Johnny Allison Family Gifts $5 Million To ASU Stadium, Hints Of Major Bank Deal

by Paul Holmes ([email protected]) 255 views 

Cross one major item off Home BancShares founder and board chairman Johnny Allison’s bucket list.

Speaking at an announcement of his family’s $5 million gift to jumpstart an upgrade to Centennial Bank Stadium at Arkansas State University, Allison promised that there’s more where that came from.

Allison also told Talk Business & Politics that in terms of building his banking enterprise, there’s more coming.

Allison, an ASU alumnus and former chairman of the ASU board of trustees, said the gift to ASU announced Tuesday isn’t the end of this family’s philanthropy toward ASU.

“We’ll do something else down the road when we can, and when it makes sense. I don’t hang my name on much,” said Allison.

The gift – the largest-ever personal gift to ASU athletics – “has been on my bucket list for a long time,” Allison said.

The donation will help ASU “take its dream to reality” in terms of a facilities upgrade for the stadium built in 1974, he said.

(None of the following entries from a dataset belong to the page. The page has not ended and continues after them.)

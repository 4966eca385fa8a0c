use std::path::PathBuf;

use clap::Parser;

#[derive(Parser, Debug, Clone)]
#[command(
    name    = "gigachat-relay",
    about   = "HTTP relay for the Sber GigaChat chat-completion API",
    version
)]
pub struct Config {
    /// GigaChat chat-completion endpoint URL.
    #[arg(long, env = "GIGACHAT_API_URL")]
    pub chat_api_url: String,

    /// OAuth client identifier. Also sent verbatim as the `RqUID`
    /// correlation header on every token request.
    #[arg(long, env = "GIGACHAT_CLIENT_ID", hide_env_values = true)]
    pub client_id: String,

    /// Pre-encoded Basic credential for the OAuth token exchange.
    /// Inserted after `Basic ` as-is; this service does not base64-encode it.
    #[arg(long, env = "GIGACHAT_CLIENT_SECRET", hide_env_values = true)]
    pub client_secret: String,

    /// Path to the CA bundle trusted for the Sber endpoints.
    #[arg(long, env = "GIGACHAT_CA_CERT", default_value = "russiantrustedca.pem")]
    pub ca_cert_path: PathBuf,

    /// Host address to listen on.
    #[arg(long, default_value = "0.0.0.0")]
    pub host: String,

    /// Port to listen on.
    #[arg(long, default_value_t = 3000)]
    pub port: u16,
}

impl Config {
    pub fn validate(&self) -> anyhow::Result<()> {
        if self.chat_api_url.trim().is_empty() {
            anyhow::bail!(
                "GIGACHAT_API_URL is required. \
                 Set it in your shell or in .env"
            );
        }
        if self.client_id.trim().is_empty() {
            anyhow::bail!(
                "GIGACHAT_CLIENT_ID is required. \
                 Set it in your shell or in .env"
            );
        }
        if self.client_secret.trim().is_empty() {
            anyhow::bail!(
                "GIGACHAT_CLIENT_SECRET is required. \
                 Set it in your shell or in .env"
            );
        }
        Ok(())
    }

    pub fn addr(&self) -> String {
        format!("{}:{}", self.host, self.port)
    }
}
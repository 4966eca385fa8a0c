use std::sync::Arc;

use axum::{extract::State, Json};
use serde::Deserialize;
use serde_json::Value;

use crate::{app_state::AppState, error::AppError};

#[derive(Deserialize)]
pub struct ChatRequest {
    /// Free-form user message. No length or content validation; an absent
    /// field is forwarded upstream with the content key omitted.
    #[serde(default)]
    message: Option<String>,
}

pub async fn handler(
    State(state): State<Arc<AppState>>,
    Json(request): Json<ChatRequest>,
) -> Result<Json<Value>, AppError> {
    tracing::debug!(has_message = request.message.is_some(), "Relaying chat message");

    // A fresh token per request; failure here short-circuits before any
    // chat-completion call is attempted.
    let token = state.gigachat.fetch_access_token().await?;

    let answer = state
        .gigachat
        .send_chat(&token, request.message.as_deref())
        .await?;

    tracing::info!("Chat relay complete");

    Ok(Json(answer))
}

#[cfg(test)]
mod tests {
    use axum::{
        body::Body,
        http::{header, Request, StatusCode},
        Router,
    };
    use httpmock::prelude::*;
    use serde_json::{json, Value};
    use tower::ServiceExt;

    use crate::{app_state::AppState, gigachat::GigaChatClient};

    /// Build the real router with both upstreams pointed at the mock server.
    fn app(server: &MockServer) -> Router {
        let gigachat = GigaChatClient::new(
            reqwest::Client::new(),
            server.url("/api/v2/oauth"),
            server.url("/api/v1/chat/completions"),
            "rq-uid-1",
            "basic-credential",
        );
        crate::app(std::sync::Arc::new(AppState { gigachat }))
    }

    fn chat_request(body: &str) -> Request<Body> {
        Request::builder()
            .method("POST")
            .uri("/chat")
            .header(header::CONTENT_TYPE, "application/json")
            .body(Body::from(body.to_owned()))
            .unwrap()
    }

    async fn read_body(response: axum::response::Response) -> Vec<u8> {
        axum::body::to_bytes(response.into_body(), usize::MAX)
            .await
            .unwrap()
            .to_vec()
    }

    #[tokio::test]
    async fn happy_path_returns_upstream_body_verbatim() {
        let server = MockServer::start();
        let upstream_body = json!({
            "choices": [{ "message": { "role": "assistant", "content": "Привет!" }, "index": 0 }],
            "created": 1700000000,
            "model": "GigaChat"
        });

        let auth_mock = server.mock(|when, then| {
            when.method(POST)
                .path("/api/v2/oauth")
                .header("RqUID", "rq-uid-1");
            then.status(200)
                .header("content-type", "application/json")
                .json_body(json!({ "access_token": "T" }));
        });
        let chat_mock = server.mock(|when, then| {
            when.method(POST)
                .path("/api/v1/chat/completions")
                .header("Authorization", "Bearer T")
                .json_body(json!({
                    "model": "GigaChat",
                    "messages": [{ "role": "user", "content": "hello" }],
                    "stream": false,
                    "repetition_penalty": 1
                }));
            then.status(200)
                .header("content-type", "application/json")
                .json_body(upstream_body.clone());
        });

        let response = app(&server)
            .oneshot(chat_request(r#"{"message":"hello"}"#))
            .await
            .unwrap();

        assert_eq!(response.status(), StatusCode::OK);
        let body: Value = serde_json::from_slice(&read_body(response).await).unwrap();
        assert_eq!(body, upstream_body);

        auth_mock.assert();
        chat_mock.assert();
    }

    #[tokio::test]
    async fn auth_failure_yields_500_and_skips_chat_call() {
        let server = MockServer::start();
        server.mock(|when, then| {
            when.method(POST).path("/api/v2/oauth");
            then.status(401).body(r#"{"message":"Unauthorized"}"#);
        });
        let chat_mock = server.mock(|when, then| {
            when.method(POST).path("/api/v1/chat/completions");
            then.status(200).json_body(json!({ "choices": [] }));
        });

        let response = app(&server)
            .oneshot(chat_request(r#"{"message":"hello"}"#))
            .await
            .unwrap();

        assert_eq!(response.status(), StatusCode::INTERNAL_SERVER_ERROR);
        let body = read_body(response).await;
        assert!(!body.is_empty());

        chat_mock.assert_hits(0);
    }

    #[tokio::test]
    async fn chat_failure_yields_500_with_plain_text_body() {
        let server = MockServer::start();
        server.mock(|when, then| {
            when.method(POST).path("/api/v2/oauth");
            then.status(200)
                .header("content-type", "application/json")
                .json_body(json!({ "access_token": "T" }));
        });
        server.mock(|when, then| {
            when.method(POST).path("/api/v1/chat/completions");
            then.status(503).body("upstream unavailable");
        });

        let response = app(&server)
            .oneshot(chat_request(r#"{"message":"hello"}"#))
            .await
            .unwrap();

        assert_eq!(response.status(), StatusCode::INTERNAL_SERVER_ERROR);
        let body = String::from_utf8(read_body(response).await).unwrap();
        assert!(!body.is_empty());
    }

    #[tokio::test]
    async fn missing_message_field_is_relayed_without_content() {
        let server = MockServer::start();
        server.mock(|when, then| {
            when.method(POST).path("/api/v2/oauth");
            then.status(200)
                .header("content-type", "application/json")
                .json_body(json!({ "access_token": "T" }));
        });
        let chat_mock = server.mock(|when, then| {
            when.method(POST)
                .path("/api/v1/chat/completions")
                .json_body(json!({
                    "model": "GigaChat",
                    "messages": [{ "role": "user" }],
                    "stream": false,
                    "repetition_penalty": 1
                }));
            then.status(200)
                .header("content-type", "application/json")
                .json_body(json!({ "choices": [] }));
        });

        let response = app(&server).oneshot(chat_request("{}")).await.unwrap();

        assert_eq!(response.status(), StatusCode::OK);
        chat_mock.assert();
    }
}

The nearly 40,000 sq. ft. upgrade on the west side of the stadium – dubbed the Centennial Expansion in recognition of Centennial Bank and ASU’s 100th football season – represents a complete overhaul to the stadium press box, expanding the press box itself to 35,741 sq. ft.

The face of the stadium will be redesigned to include 42 loge boxes, 20 suites and 300 club seats in its revenue-generating areas. The suites will average 433 sq. ft. each.

The expansion will permit enhanced media, coaching, broadcasting, control booth, a visiting athletics director suite and camera areas. The project also calls for major improvements and additions to the concourse restrooms, concessions, gating and ticketing areas. Construction likely will start in October.

Two years ago, ASU announced a $5 million donation by Liberty Bank, which has since been sold to Home BancShares and merged with Centennial Bank.

“We’re here for the long haul,” Allison said of his commitment to ASU.

Born in Little Rock, Allison said he moved to Jonesboro at the age of six months. His family lived “just over the hill” from where the stadium now stands, so “my little footprints are all over this place.” He began selling mobile homes in his family’s business at age 13, progressing to owning manufacturing housing facilities and using profits to enter banking, Allison said.

As a result of the Allison family’s gift and the corporate community and donors “stepping up,” ASU athletic director Terry Mohajir said, ASU will host the University of Missouri in September of 2015. ASU had been mulling an offer to move the game to Busch Stadium in St. Louis in return for a substantial guaranteed payment.

While ASU officials characterized Allison’s gift as “transformational,” Allison also said that his banking entity is considering more acquisitions this year, including one that he said would, if it comes to fruition, “be a game-changer.”

Centennial operates in Arkansas, Florida and southern Alabama, and Allison said the company’s Florida banks are doing well, averaging a 1.4% return on assets, with a goal of 1.8%.

Though he didn’t say in which of the states he is considering acquiring banks, Allison said, “We’ve got more coming,” though the transactions might not close until next year. Those planned acquisitions will be within the three states of operation, he said.

“We’re going to stay in our lane,” he said. Three of those could be in the $2 billion neighborhood, he said, while another “would be a game changer” though he didn’t specify where or what size that bank might be.